The relationship between orthodontic treatment and gingival recession has been the hot topic of many studies on orthodontics and periodontology. There are studies showing that orthodontic treatment leads to gingival recession and some studies disagree with this finding, however [8,11-14]. On the other hand, the responds of periodontal tissues towards orhodontic treatment proved better among adolescents than young adults and adults [15]. The previous studies indicated that gingival recession and gingival inflammation [8], biotype of thin gingival tissue [8,16], the short width of keratinized gingiva [8,12,16] before orthodontic treatment showed a increasingly significant correlation with gingival recession after treatment. Melsen and Allais [8] highlighted that the gingival biotype was an important factor in gingival recession after orthodontic treatment but did not ensure a quantitative parameter for gingival biotype. Vassali et al. [17], however, demonstrated that age, sex, skeletal and dental relationship, the type of orthodontic treatment and its duration were ineffective in the formation of gingival recession during the treatment process. The patients involved in this study resembled in sex, current skeletal and dental relationships, applied treatment and its duration. Each group did not indicate a significant change in gingival biotype during orthodontic treatment but adults experienced gingival recession more than adolescents in the post-orthodontic treatment and this increase has been found statistically significant. Thus, the results of this study supports that the respond of adolescents towards orthodontic treatment is better than that of adults.

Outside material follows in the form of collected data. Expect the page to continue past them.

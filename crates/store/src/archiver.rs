use pvs_common::Interval;
use pvs_metrics::StatusTimer;
use pvs_value::{PointUuid, VersionedValue};

use crate::{
    backend::{Order, ResetSpec, Responder, Writer},
    notifier::Notifier,
    query::{QueryFlags, QueryPoint, StoreValuesQueryBuilder},
    replicator::Replicator,
};

pvs_metrics::register_pvs_counter!(ARCHIVER_PURGED_TOTAL, "rows removed by purge or life-time sweep");
pvs_metrics::register_pvs_status_histogram!(ARCHIVER_SWEEP_SECONDS, "time spent running one life-time sweep");

/// Offline retention destination a purge can spill values to before they're
/// removed. Best-effort: a failed spill does not block the purge.
pub trait Attic: Send + Sync {
    fn spill(&self, value: &VersionedValue);
}

/// A point configured with a life-time limit: rows older than
/// `now - life_time` are swept away on the archiver's schedule.
#[derive(Clone, Copy, Debug)]
pub struct LifeTimeConfig {
    pub point_uuid: PointUuid,
    pub life_time: i64,
}

/// Removes rows by explicit request (`purge`) or by per-point life-time
/// schedule. Both paths go through the same backend `Writer`
/// and emit `Purged` variants to the notifier/replicator so subscribers and
/// partner stores observe the removal.
pub struct Archiver {
    pub attic: Option<std::sync::Arc<dyn Attic>>,
}

impl Archiver {
    pub fn new(attic: Option<std::sync::Arc<dyn Attic>>) -> Self {
        Self { attic }
    }

    /// Purge every row for `point_uuid` (plain and deleted-shadow) with
    /// `stamp` in `interval`, returning the count removed.
    #[tracing::instrument(name = "archiver_purge", skip_all)]
    pub async fn purge(
        &self,
        point_uuid: PointUuid,
        interval: Interval,
        responder: &mut dyn Responder,
        writer: &dyn Writer,
        notifier: &Notifier,
        replicator: &Replicator,
    ) -> anyhow::Result<u64> {
        let query = StoreValuesQueryBuilder::new()
            .point(QueryPoint::Uuid(point_uuid), false)
            .after(interval.after.unwrap_or(i64::MIN))
            .before(interval.before.unwrap_or(i64::MAX).saturating_add(1))
            .flag(QueryFlags::DELETED)
            .flag(QueryFlags::MULTIPLE)
            .flag(QueryFlags::FORWARD)
            .build()?;

        responder
            .reset(Some(ResetSpec {
                point_uuid: Some(point_uuid),
                query,
                order: Order::Forward,
            }))
            .await?;

        let mut matched = Vec::new();
        while let Some(candidate) = responder.next().await? {
            matched.push(candidate);
        }

        if matched.is_empty() {
            return Ok(0);
        }

        if let Some(attic) = &self.attic {
            for value in &matched {
                attic.spill(value);
            }
        }

        let removed = writer.purge(point_uuid, interval).await?;
        writer.commit().await?;

        for value in &matched {
            let purged = VersionedValue::purged(value.point_uuid(), value.stamp(), value.version);
            notifier.notify(&purged);
            replicator.replicate(&purged);
        }
        replicator.commit()?;

        ARCHIVER_PURGED_TOTAL.inc_by(removed);
        Ok(removed)
    }

    /// Sweep every point in `configs` whose oldest admissible stamp has
    /// fallen behind its life-time limit, purging everything older than
    /// `now - life_time`.
    #[tracing::instrument(name = "archiver_sweep", skip_all, fields(points = configs.len()))]
    pub async fn sweep(
        &self,
        configs: &[LifeTimeConfig],
        now: i64,
        responder: &mut dyn Responder,
        writer: &dyn Writer,
        notifier: &Notifier,
        replicator: &Replicator,
    ) -> anyhow::Result<u64> {
        let mut timer = StatusTimer::new(&ARCHIVER_SWEEP_SECONDS);
        let mut total = 0u64;
        for config in configs {
            let cutoff = now.saturating_sub(config.life_time);
            let interval = Interval::new(None, Some(cutoff));
            match self
                .purge(config.point_uuid, interval, responder, writer, notifier, replicator)
                .await
            {
                Ok(removed) => total += removed,
                Err(e) => {
                    timer.set_status(pvs_errors::StatusCode::Failed);
                    return Err(e);
                },
            }
        }
        Ok(total)
    }
}

#[cfg(test)]
mod tests {
    use std::sync::Mutex;

    use async_trait::async_trait;
    use pvs_value::Value;

    use super::*;
    use crate::backend::WriteOutcome;

    #[derive(Default)]
    struct FakeResponder {
        rows: Vec<VersionedValue>,
        cursor: usize,
    }

    #[async_trait]
    impl Responder for FakeResponder {
        async fn reset(&mut self, _spec: Option<ResetSpec>) -> anyhow::Result<()> {
            self.cursor = 0;
            Ok(())
        }

        async fn next(&mut self) -> anyhow::Result<Option<VersionedValue>> {
            let next = self.rows.get(self.cursor).cloned();
            self.cursor += 1;
            Ok(next)
        }

        async fn count(&mut self) -> anyhow::Result<u64> {
            Ok(self.rows.len() as u64)
        }

        fn limit(&self) -> u32 {
            0
        }
    }

    #[derive(Default)]
    struct RecordingWriter {
        purged: Mutex<Vec<(PointUuid, Interval)>>,
    }

    #[async_trait]
    impl Writer for RecordingWriter {
        async fn upsert(&self, _value: &VersionedValue) -> anyhow::Result<WriteOutcome> {
            Ok(WriteOutcome::Inserted)
        }

        async fn delete(&self, _point_uuid: PointUuid, _stamp: i64, _drop_deleted: bool) -> anyhow::Result<u64> {
            Ok(0)
        }

        async fn purge(&self, point_uuid: PointUuid, interval: Interval) -> anyhow::Result<u64> {
            self.purged.lock().unwrap().push((point_uuid, interval));
            Ok(1)
        }

        async fn commit(&self) -> anyhow::Result<()> {
            Ok(())
        }
    }

    #[derive(Default)]
    struct RecordingAttic {
        spilled: Mutex<Vec<VersionedValue>>,
    }

    impl Attic for RecordingAttic {
        fn spill(&self, value: &VersionedValue) {
            self.spilled.lock().unwrap().push(value.clone());
        }
    }

    #[tokio::test]
    async fn purge_with_no_matching_rows_is_a_no_op() {
        let archiver = Archiver::new(None);
        let mut responder = FakeResponder::default();
        let writer = RecordingWriter::default();
        let notifier = Notifier::new();
        let replicator = Replicator::new();

        let removed = archiver
            .purge(
                PointUuid::new_v4(),
                Interval::new(Some(0), Some(10)),
                &mut responder,
                &writer,
                &notifier,
                &replicator,
            )
            .await
            .unwrap();

        assert_eq!(removed, 0);
        assert!(writer.purged.lock().unwrap().is_empty());
    }

    #[tokio::test]
    async fn purge_spills_to_the_attic_before_removing() {
        let uuid = PointUuid::new_v4();
        let attic = std::sync::Arc::new(RecordingAttic::default());
        let archiver = Archiver::new(Some(attic.clone()));
        let mut responder = FakeResponder {
            rows: vec![VersionedValue::value(uuid, 5, 1, Value::Signed64(9))],
            cursor: 0,
        };
        let writer = RecordingWriter::default();
        let notifier = Notifier::new();
        let replicator = Replicator::new();

        let removed = archiver
            .purge(
                uuid,
                Interval::new(Some(0), Some(10)),
                &mut responder,
                &writer,
                &notifier,
                &replicator,
            )
            .await
            .unwrap();

        assert_eq!(removed, 1);
        assert_eq!(writer.purged.lock().unwrap().len(), 1);
        assert_eq!(attic.spilled.lock().unwrap().len(), 1);
    }

    #[tokio::test]
    async fn sweep_purges_each_configured_point_against_its_own_cutoff() {
        let a = PointUuid::new_v4();
        let b = PointUuid::new_v4();
        let archiver = Archiver::new(None);
        let mut responder = FakeResponder::default();
        let writer = RecordingWriter::default();
        let notifier = Notifier::new();
        let replicator = Replicator::new();

        archiver
            .sweep(
                &[
                    LifeTimeConfig {
                        point_uuid: a,
                        life_time: 1000,
                    },
                    LifeTimeConfig {
                        point_uuid: b,
                        life_time: 2000,
                    },
                ],
                10_000,
                &mut responder,
                &writer,
                &notifier,
                &replicator,
            )
            .await
            .unwrap();

        // no rows matched either point, so no purge call reached the writer
        assert!(writer.purged.lock().unwrap().is_empty());
    }
}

One of the cruical problems of orthodontic treatment related gingivitis is the gingival overgrowth [2]. Kloehn and Pfeifer [18] evaluated the nature of gingival overgrowth and its degree following the placing of orthodontic appliance. They reported that gingival overgrowth appeared in posterior teeth more than four times than that in incisors and canines. In addition, the number of gingival overgrowth in interdental surface was more than that of facial surface. The researchers state that there was a dramatic decline in gingival overgrowth within 48 hours after the removal of appliance. The results of our study detected that even though the photographs were taken in the session when the orthodontic appliances were removed, there appeared no significant increase in the number of gingival overgrowth among both adolescents and adults.

Conclusion

Average visible plaque and inflammation values increase during orthodontic treatment. Therefore, before receiving orthodontic treatment, the periodontal health of the patient should be the highest possible level and this has to be maintained during the treatment.

Considering gingival recession, the response of young adults towards orthodontic treatment are worse than those of adolescents.

Given these relationships between orthodontic treatment and gingival health, the importance of the cooperation between patient, orthodontist and periodontist should not be forgotten in the process of orthodontic treatment.

Conflict of Interest

The authors report no conflicts of interest related to this study.